Monday, October 5, 2009

William Wordsworth is boring

What can I say, it's true. He may be the most boring great poet in history.

I don't want to dispute his greatness. I'd rank him #3 or 4 in English (Shakespeare, Chaucer, Wordsworth and Yeats, Milton) in "greatness," whatever that means. "Michael" (1800) is one of my favorite poems. The 1798 Lyrical Ballads, the collaboration with Coleridge, is a favorite, too. And the reason Wordsworth's dullness is on my mind is because I just finished my fourth pass through The Prelude (the 1850 version this time) Wordsworth's blank verse epic of himself. The Prelude is boring.

Like many a dull-brained pupil, what I mean, or at least one thing I mean, by "boring" is "hard." Wordsworth - the philosophical Wordsworth - presents difficult ideas in a heightened language. Sometimes his subject is concrete, and not so hard. Sometimes it is completely abstract, akin to philosophy, but without the underlying logic, which makes it even harder. I obviously think The Prelude is worth the effort. But the effort is real, for me, just to finish the book, much less to really undertand it.

A not-so-boring bit of The Prelude, young Wordsworth at play:


And in the frosty season, when the sun
Was set, and visible for many a mile
The cottage windows blazed through twilight gloom,
I heeded not their summons: happy time
It was indeed for all of us—for me
It was a time of rapture! Clear and loud
The village clock tolled six,—I wheeled about,
Proud and exulting like an untired horse
That cares not for his home. (1850, I, 425-33)

And then the next phrase is "All shod with steel," ice skates in reality, but another link to that wheeling horse. What an image, and what absolute mastery of blank verse. Too bad that blank verse is large quantities is typically a bit, what's the word, boring.
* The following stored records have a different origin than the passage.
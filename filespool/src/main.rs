//! filespool: entry point.
//!
//! ```text
//! filespool receiver --target <dir> --allow <name>...   Accept files
//! filespool sender --connect <addr> --source <dir>      Push files
//! filespool --config <path> <mode>                      Load a custom config TOML
//! filespool --gen-config                                Write default config to stdout
//! ```

use std::path::PathBuf;

use clap::{Args, Parser, Subcommand};
use tokio_util::sync::CancellationToken;
use tracing::{info, warn};
use tracing_subscriber::EnvFilter;

use filespool::config::SpoolConfig;
use filespool::daemon;

// ── CLI ──────────────────────────────────────────────────────────

#[derive(Parser, Debug)]
#[command(name = "filespool", version, about = "Relay spooled files between hosts over mutual TLS")]
struct Cli {
    /// Path to configuration TOML file.
    #[arg(short, long, default_value = "filespool.toml")]
    config: PathBuf,

    /// Print the default configuration to stdout and exit.
    #[arg(long)]
    gen_config: bool,

    #[command(subcommand)]
    mode: Option<Mode>,
}

#[derive(Subcommand, Debug)]
enum Mode {
    /// Accept files from allow-listed senders.
    Receiver(ReceiverArgs),
    /// Push files from a spool directory to a receiver.
    Sender(SenderArgs),
}

#[derive(Args, Debug)]
struct ReceiverArgs {
    /// Listen to this address (`:port` binds all IPv4 interfaces).
    #[arg(long)]
    listen: Option<String>,

    /// Target path to write to.
    #[arg(long)]
    target: Option<String>,

    /// Allowed client certificate name; repeat to build a list.
    #[arg(long = "allow")]
    allow: Vec<String>,

    #[command(flatten)]
    tls: TlsArgs,
}

#[derive(Args, Debug)]
struct SenderArgs {
    /// Send to this TCP address.
    #[arg(long)]
    connect: Option<String>,

    /// Source path to read from.
    #[arg(long)]
    source: Option<String>,

    #[command(flatten)]
    tls: TlsArgs,
}

#[derive(Args, Debug)]
struct TlsArgs {
    /// TLS x509 certificate.
    #[arg(long)]
    cert: Option<String>,

    /// TLS private key for the certificate.
    #[arg(long)]
    key: Option<String>,

    /// CA root certificates file.
    #[arg(long)]
    capath: Option<String>,
}

// ── Overrides ────────────────────────────────────────────────────

impl TlsArgs {
    fn apply(self, config: &mut SpoolConfig) {
        if let Some(cert) = self.cert {
            config.tls.cert = cert;
        }
        if let Some(key) = self.key {
            config.tls.key = key;
        }
        if let Some(ca) = self.capath {
            config.tls.ca = ca;
        }
    }
}

impl ReceiverArgs {
    fn apply(self, config: &mut SpoolConfig) {
        if let Some(listen) = self.listen {
            config.receiver.listen = listen;
        }
        if let Some(target) = self.target {
            config.receiver.target = target;
        }
        if !self.allow.is_empty() {
            config.receiver.allow = self.allow;
        }
        self.tls.apply(config);
    }
}

impl SenderArgs {
    fn apply(self, config: &mut SpoolConfig) {
        if let Some(connect) = self.connect {
            config.sender.connect = connect;
        }
        if let Some(source) = self.source {
            config.sender.source = source;
        }
        self.tls.apply(config);
    }
}

// ── Signals ──────────────────────────────────────────────────────

/// Resolves on SIGINT or SIGTERM, returning the signal's name.
async fn shutdown_signal() -> &'static str {
    #[cfg(unix)]
    {
        use tokio::signal::unix::{SignalKind, signal};
        match signal(SignalKind::terminate()) {
            Ok(mut term) => tokio::select! {
                _ = tokio::signal::ctrl_c() => "SIGINT",
                _ = term.recv() => "SIGTERM",
            },
            Err(e) => {
                warn!("could not install SIGTERM handler: {e}");
                tokio::signal::ctrl_c().await.ok();
                "SIGINT"
            }
        }
    }
    #[cfg(not(unix))]
    {
        tokio::signal::ctrl_c().await.ok();
        "Ctrl-C"
    }
}

// ── Main ─────────────────────────────────────────────────────────

#[tokio::main]
async fn main() -> Result<(), Box<dyn std::error::Error>> {
    let cli = Cli::parse();

    // --gen-config: dump defaults and exit.
    if cli.gen_config {
        let text = toml::to_string_pretty(&SpoolConfig::default())?;
        println!("{text}");
        return Ok(());
    }

    let Some(mode) = cli.mode else {
        return Err("please specify a mode: receiver or sender".into());
    };

    let mut config = SpoolConfig::load(&cli.config);

    // Init tracing.
    let filter = EnvFilter::try_from_default_env()
        .unwrap_or_else(|_| EnvFilter::new(&config.logging.level));
    tracing_subscriber::fmt().with_env_filter(filter).init();

    info!("filespool v{}", env!("CARGO_PKG_VERSION"));

    let stop = CancellationToken::new();
    let on_signal = stop.clone();
    tokio::spawn(async move {
        let name = shutdown_signal().await;
        info!("got signal {name} from OS, shutting down");
        on_signal.cancel();
    });

    match mode {
        Mode::Receiver(args) => {
            args.apply(&mut config);
            daemon::run_receiver(&config, stop).await?;
            info!("exiting daemon");
        }
        Mode::Sender(args) => {
            args.apply(&mut config);
            daemon::run_sender(&config, stop).await?;
            info!("exiting sender");
        }
    }

    Ok(())
}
Wordsworth is describing the development of his own mind, a subject he barely understands. How could that be easy? Since he understands it better than I understand my own growth, or whatever I should call it, I keep reading him, and reading The Prelude.

I don't want to spend a whole week on The Predude - boring! - but I'll try to push past my own resistance and see if I can find a few more posts.

12 comments:

  1. I can see from the section you've posted the Wordsworth is both "great" and "boring." It's hard to imagine living in a time when poems like that were widely popular, but they were.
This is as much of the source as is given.